## Aim of the exercise
Please filter the data below down to the lines holding the string "return".

## Exercise material
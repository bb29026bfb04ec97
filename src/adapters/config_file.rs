//! JSON configuration file adapter.
//!
//! Implements [`ConfigPort`].  The file is validated after every load and
//! before every save; a file that fails validation is never written.

use std::fs;
use std::io;
use std::path::{Path, PathBuf};

use log::{info, warn};

use crate::app::ports::{ConfigError, ConfigPort};
use crate::config::{ServiceConfig, validate_config};

pub struct JsonConfigFile {
    path: PathBuf,
}

impl JsonConfigFile {
    pub fn new(path: impl Into<PathBuf>) -> Self {
        Self { path: path.into() }
    }

    pub fn path(&self) -> &Path {
        &self.path
    }

    /// Parse the file without validation, for callers that layer
    /// overrides (environment, flags) on top before validating.
    pub fn load_unchecked(&self) -> Result<ServiceConfig, ConfigError> {
        let text = match fs::read_to_string(&self.path) {
            Ok(text) => text,
            Err(e) if e.kind() == io::ErrorKind::NotFound => return Err(ConfigError::NotFound),
            Err(e) => {
                warn!("config: reading {} failed: {e}", self.path.display());
                return Err(ConfigError::IoError);
            }
        };
        serde_json::from_str(&text).map_err(|e| {
            warn!("config: {} is not valid JSON: {e}", self.path.display());
            ConfigError::Corrupted
        })
    }
}

impl ConfigPort for JsonConfigFile {
    fn load(&self) -> Result<ServiceConfig, ConfigError> {
        let config = self.load_unchecked()?;
        validate_config(&config)?;
        info!("config: loaded {}", self.path.display());
        Ok(config)
    }

    fn save(&self, config: &ServiceConfig) -> Result<(), ConfigError> {
        validate_config(config)?;
        let text = serde_json::to_string_pretty(config).map_err(|_| ConfigError::Corrupted)?;
        fs::write(&self.path, text).map_err(|e| {
            warn!("config: writing {} failed: {e}", self.path.display());
            ConfigError::IoError
        })?;
        info!("config: saved {}", self.path.display());
        Ok(())
    }
}
//! GeoCheckin library.
//!
//! Location-gated check-ins: an admin sets a workspace (center, radius,
//! vertical tolerance); users present a shared code and their position,
//! and the proximity gate in [`geo`] decides admission.  The
//! [`app`] layer drives the flows through port traits; [`adapters`]
//! provides the concrete backends.

#![deny(unused_must_use)]

pub mod adapters;
pub mod app;
pub mod auth;
pub mod config;
pub mod error;
pub mod geo;
pub mod history;

pub use error::{Error, Result};
//! Key-value storage adapters.
//!
//! Implement [`StoragePort`] — the local-persistence primitive that
//! [`LocalStore`](super::local_store::LocalStore) builds on.
//!
//! - [`MemoryKv`] — process-local map; vanishes with the process.
//! - [`FileKv`] — one file per key under a data directory.  Each write
//!   lands in a fresh temporary file which is then renamed over the
//!   target, so readers only ever see a complete value.  Mutations are
//!   serialised across handles and processes by a directory lock.

use std::collections::HashMap;
use std::fs::{self, File, OpenOptions};
use std::io::{self, Write};
use std::path::{Path, PathBuf};

use fd_lock::RwLock;
use log::{debug, info, warn};
use tempfile::NamedTempFile;

use crate::app::ports::{StorageError, StoragePort};

// ───────────────────────────────────────────────────────────────
// In-memory
// ───────────────────────────────────────────────────────────────

#[derive(Debug, Default)]
pub struct MemoryKv {
    store: HashMap<String, Vec<u8>>,
}

impl MemoryKv {
    pub fn new() -> Self {
        Self::default()
    }

    fn composite_key(namespace: &str, key: &str) -> String {
        format!("{}::{}", namespace, key)
    }
}

impl StoragePort for MemoryKv {
    fn read(&self, namespace: &str, key: &str) -> Result<Vec<u8>, StorageError> {
        self.store
            .get(&Self::composite_key(namespace, key))
            .cloned()
            .ok_or(StorageError::NotFound)
    }

    fn write(&mut self, namespace: &str, key: &str, data: &[u8]) -> Result<(), StorageError> {
        self.store
            .insert(Self::composite_key(namespace, key), data.to_vec());
        Ok(())
    }

    fn delete(&mut self, namespace: &str, key: &str) -> Result<(), StorageError> {
        self.store.remove(&Self::composite_key(namespace, key));
        Ok(())
    }

    fn exists(&self, namespace: &str, key: &str) -> bool {
        self.store
            .contains_key(&Self::composite_key(namespace, key))
    }
}

// ───────────────────────────────────────────────────────────────
// Directory-backed
// ───────────────────────────────────────────────────────────────

/// Lock file guarding every mutation under one data directory.
const LOCK_FILE: &str = ".lock";

/// Files live at `<root>/<namespace>/<key>`.
///
/// Several `FileKv`s (threads or processes) may share one directory:
/// mutations hold an exclusive lock on `<root>/.lock`, and each write goes
/// through a uniquely named temporary file.
#[derive(Debug, Clone)]
pub struct FileKv {
    root: PathBuf,
}

impl FileKv {
    /// Open (and create if needed) the data directory.
    pub fn open(root: impl Into<PathBuf>) -> Result<Self, StorageError> {
        let root = root.into();
        fs::create_dir_all(&root).map_err(|e| io_error("create data dir", &root, &e))?;
        info!("FileKv: data directory {}", root.display());
        Ok(Self { root })
    }

    pub fn root(&self) -> &Path {
        &self.root
    }

    fn path(&self, namespace: &str, key: &str) -> Result<PathBuf, StorageError> {
        if !is_plain_segment(namespace) || !is_plain_segment(key) {
            warn!("FileKv: rejected key {namespace}::{key}");
            return Err(StorageError::IoError);
        }
        Ok(self.root.join(namespace).join(key))
    }

    /// Handle on the directory lock; call `.write()` to acquire it.
    fn lock_file(&self) -> Result<RwLock<File>, StorageError> {
        let path = self.root.join(LOCK_FILE);
        let file = OpenOptions::new()
            .create(true)
            .read(true)
            .write(true)
            .truncate(false)
            .open(&path)
            .map_err(|e| io_error("open lock", &path, &e))?;
        Ok(RwLock::new(file))
    }

    fn read_unlocked(&self, namespace: &str, key: &str) -> Result<Option<Vec<u8>>, StorageError> {
        let path = self.path(namespace, key)?;
        match fs::read(&path) {
            Ok(bytes) => Ok(Some(bytes)),
            Err(e) if e.kind() == io::ErrorKind::NotFound => Ok(None),
            Err(e) => Err(io_error("read", &path, &e)),
        }
    }

    fn write_unlocked(&self, namespace: &str, key: &str, data: &[u8]) -> Result<(), StorageError> {
        let path = self.path(namespace, key)?;
        let dir = self.root.join(namespace);
        fs::create_dir_all(&dir).map_err(|e| io_error("create namespace", &dir, &e))?;

        let mut tmp = NamedTempFile::new_in(&dir).map_err(|e| io_error("create temp", &dir, &e))?;
        tmp.write_all(data)
            .map_err(|e| io_error("write", tmp.path(), &e))?;
        tmp.persist(&path)
            .map_err(|e| io_error("commit", &path, &e.error))?;
        debug!("FileKv: wrote {} bytes to {}", data.len(), path.display());
        Ok(())
    }

    fn delete_unlocked(&self, namespace: &str, key: &str) -> Result<(), StorageError> {
        let path = self.path(namespace, key)?;
        match fs::remove_file(&path) {
            Ok(()) => Ok(()),
            Err(e) if e.kind() == io::ErrorKind::NotFound => Ok(()),
            Err(e) => Err(io_error("delete", &path, &e)),
        }
    }
}

impl StoragePort for FileKv {
    fn read(&self, namespace: &str, key: &str) -> Result<Vec<u8>, StorageError> {
        self.read_unlocked(namespace, key)?
            .ok_or(StorageError::NotFound)
    }

    fn write(&mut self, namespace: &str, key: &str, data: &[u8]) -> Result<(), StorageError> {
        let mut lock = self.lock_file()?;
        let _held = lock.write().map_err(|e| io_error("lock", &self.root, &e))?;
        self.write_unlocked(namespace, key, data)
    }

    fn delete(&mut self, namespace: &str, key: &str) -> Result<(), StorageError> {
        let mut lock = self.lock_file()?;
        let _held = lock.write().map_err(|e| io_error("lock", &self.root, &e))?;
        self.delete_unlocked(namespace, key)
    }

    fn exists(&self, namespace: &str, key: &str) -> bool {
        self.path(namespace, key).is_ok_and(|p| p.is_file())
    }

    fn update<F>(&mut self, namespace: &str, key: &str, apply: F) -> Result<(), StorageError>
    where
        F: FnOnce(Option<Vec<u8>>) -> Result<Option<Vec<u8>>, StorageError>,
    {
        let mut lock = self.lock_file()?;
        let _held = lock.write().map_err(|e| io_error("lock", &self.root, &e))?;
        match apply(self.read_unlocked(namespace, key)?)? {
            Some(bytes) => self.write_unlocked(namespace, key, &bytes),
            None => self.delete_unlocked(namespace, key),
        }
    }
}

/// A single path component with no separators or dot-dot tricks.
fn is_plain_segment(s: &str) -> bool {
    !s.is_empty()
        && !s.starts_with('.')
        && s.chars().all(|c| c.is_ascii_alphanumeric() || matches!(c, '_' | '-' | '.'))
}

fn io_error(op: &str, path: &Path, e: &io::Error) -> StorageError {
    warn!("FileKv: {op} {} failed: {e}", path.display());
    StorageError::IoError
}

## Exercise answer
            Err(e) if e.kind() == io::ErrorKind::NotFound => return Err(ConfigError::NotFound),
                return Err(ConfigError::IoError);
            return Err(StorageError::IoError);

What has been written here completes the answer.